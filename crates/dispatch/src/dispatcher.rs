//! CommandDispatcher: resolves targets into publishes

use std::sync::Arc;

use tracing::{debug, error, instrument};

use contracts::{CommandPayload, CommandTransport, CoreError, DispatchTarget, Topology};

use crate::metrics::DispatchMetrics;

/// Orchestration layer between callers and the broker connection
///
/// Every send operation returns `true` iff the underlying publish succeeded.
/// This is the error boundary: broker faults are logged with exchange and
/// routing-key context and reported as `false`, never propagated to the
/// caller.
pub struct CommandDispatcher<T> {
    transport: T,
    topology: Topology,
    metrics: Arc<DispatchMetrics>,
}

impl<T: CommandTransport> CommandDispatcher<T> {
    /// Create a dispatcher over an opened transport
    pub fn new(transport: T, topology: Topology) -> Self {
        Self {
            transport,
            topology,
            metrics: Arc::new(DispatchMetrics::new()),
        }
    }

    /// Shared metrics handle
    pub fn metrics(&self) -> &Arc<DispatchMetrics> {
        &self.metrics
    }

    /// The topology this dispatcher routes with
    pub fn topology(&self) -> &Topology {
        &self.topology
    }

    /// Send a command to a single computer in a room
    #[instrument(
        name = "send_to_computer",
        skip(self, command),
        fields(room = %room_id, computer = %computer_id)
    )]
    pub async fn send_to_computer(
        &mut self,
        computer_id: &str,
        room_id: &str,
        command: &CommandPayload,
    ) -> bool {
        let routing_key = self.topology.computer_key(room_id, computer_id);
        self.publish_command(&routing_key, command).await
    }

    /// Send a command to every computer in a room
    #[instrument(name = "send_to_room", skip(self, command), fields(room = %room_id))]
    pub async fn send_to_room(&mut self, room_id: &str, command: &CommandPayload) -> bool {
        let routing_key = self.topology.room_key(room_id);
        self.publish_command(&routing_key, command).await
    }

    /// Send a command to a named queue
    ///
    /// The queue is declared (durable, non-exclusive, non-auto-delete) before
    /// the publish; a declare failure suppresses the publish entirely. The
    /// publish then goes through the command exchange with the queue name as
    /// the routing key, so delivery relies on a binding for that key existing
    /// on the exchange.
    #[instrument(name = "send_to_queue", skip(self, command), fields(queue = %queue))]
    pub async fn send_to_queue(&mut self, queue: &str, command: &CommandPayload) -> bool {
        if let Err(e) = self.transport.declare_queue(queue).await {
            self.metrics.inc_declare_failure_count();
            error!(queue = %queue, error = %e, "Queue declare failed");
            return false;
        }
        self.publish_command(queue, command).await
    }

    /// Entry point for callers holding a `DispatchTarget`
    pub async fn dispatch(&mut self, target: &DispatchTarget, command: &CommandPayload) -> bool {
        match target {
            DispatchTarget::Computer {
                computer_id,
                room_id,
            } => self.send_to_computer(computer_id, room_id, command).await,
            DispatchTarget::Room { room_id } => self.send_to_room(room_id, command).await,
            DispatchTarget::NamedQueue { queue } => self.send_to_queue(queue, command).await,
        }
    }

    /// Close the underlying transport. Safe to call multiple times.
    pub async fn close(&mut self) {
        self.transport.close().await;
    }

    /// Core publish path: serialize, publish, report
    async fn publish_command(&mut self, routing_key: &str, command: &CommandPayload) -> bool {
        match self.try_publish(routing_key, command).await {
            Ok(()) => {
                self.metrics.inc_published_count();
                debug!(
                    exchange = %self.topology.command_exchange,
                    routing_key = %routing_key,
                    "Command published"
                );
                true
            }
            Err(e) => {
                self.metrics.inc_publish_failure_count();
                error!(
                    exchange = %self.topology.command_exchange,
                    routing_key = %routing_key,
                    error = %e,
                    "Failed to publish command"
                );
                false
            }
        }
    }

    async fn try_publish(
        &mut self,
        routing_key: &str,
        command: &CommandPayload,
    ) -> Result<(), CoreError> {
        let payload = command.to_bytes()?;
        self.transport
            .publish(&self.topology.command_exchange, routing_key, &payload)
            .await
    }
}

# What needs to be done
Copy the records above exactly, beginning at the line that contains "routing_key = self.topology.computer_key(room_id, computer_id);" and stopping after the line that contains "non-exclusive, non-auto-delete) before".

# Exercise solution
        let routing_key = self.topology.computer_key(room_id, computer_id);
        self.publish_command(&routing_key, command).await
    }

    /// Send a command to every computer in a room
    #[instrument(name = "send_to_room", skip(self, command), fields(room = %room_id))]
    pub async fn send_to_room(&mut self, room_id: &str, command: &CommandPayload) -> bool {
        let routing_key = self.topology.room_key(room_id);
        self.publish_command(&routing_key, command).await
    }

    /// Send a command to a named queue
    ///
    /// The queue is declared (durable, non-exclusive, non-auto-delete) before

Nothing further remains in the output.